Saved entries

BEGIN

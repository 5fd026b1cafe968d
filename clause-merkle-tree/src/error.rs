use thiserror::Error;

/// Errors from clause Merkle tree operations.
///
/// A proof that simply fails to reproduce the claimed root is not an error;
/// verification reports that as `false`.
#[derive(Debug, Clone, PartialEq, Eq, Error)]
pub enum ClauseTreeError {
    /// A tree was requested over zero leaves; an empty document has no root.
    #[error("cannot build a tree from zero leaves")]
    EmptyInput,
    /// A proof was requested for a leaf position the tree does not have.
    #[error("leaf index {index} is out of range (leaf count {leaf_count})")]
    IndexOutOfRange {
        /// The requested leaf position.
        index: usize,
        /// Number of leaves in the tree.
        leaf_count: usize,
    },
    /// An externally supplied proof is missing a field or is structurally
    /// impossible.
    #[error("malformed proof: {0}")]
    MalformedProof(String),
    /// A digest could not be parsed from its hex rendering.
    #[error("invalid digest: {0}")]
    InvalidDigest(String),
}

END

The lines you need are those with the word "position"; list them from the entries.

    /// A proof was requested for a leaf position the tree does not have.
        /// The requested leaf position.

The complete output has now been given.